Required work ->
Look through the data that follows and say how many of its lines contain "derive", giving the number only.

Dataset records
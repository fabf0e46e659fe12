//! Host descriptors
//!
//! The minimal view of a target host needed to derive a control path.

use std::fmt;

/// Default SSH port
pub const DEFAULT_PORT: u16 = 22;

/// Read-only view of a host: a textual identifier and a port.
///
/// The identifier is treated as an opaque string. No character validation
/// happens here; callers sanitize it if their shell or filesystem requires it.
pub trait HostDescriptor {
    /// Hostname, alias or any other stable identifier for the host
    fn identifier(&self) -> String;

    /// SSH port
    fn port(&self) -> u16;
}

impl<T: HostDescriptor + ?Sized> HostDescriptor for &T {
    fn identifier(&self) -> String {
        (**self).identifier()
    }

    fn port(&self) -> u16 {
        (**self).port()
    }
}

/// A concrete host
#[derive(Debug, Clone, PartialEq, Eq)]
pub struct Host {
    /// Remote hostname, alias or IP address
    pub hostname: String,

    /// SSH port (default: 22)
    pub port: u16,
}

impl Host {
    /// Create a host on the default port
    pub fn new(hostname: impl Into<String>) -> Self {
        Self {
            hostname: hostname.into(),
            port: DEFAULT_PORT,
        }
    }

    /// Set the SSH port
    pub fn with_port(mut self, port: u16) -> Self {
        self.port = port;
        self
    }
}

impl HostDescriptor for Host {
    fn identifier(&self) -> String {
        self.hostname.clone()
    }

    fn port(&self) -> u16 {
        self.port
    }
}

impl fmt::Display for Host {
    fn fmt(&self, f: &mut fmt::Formatter<'_>) -> fmt::Result {
        f.write_str(&self.hostname)
    }
}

Problem solution ->
2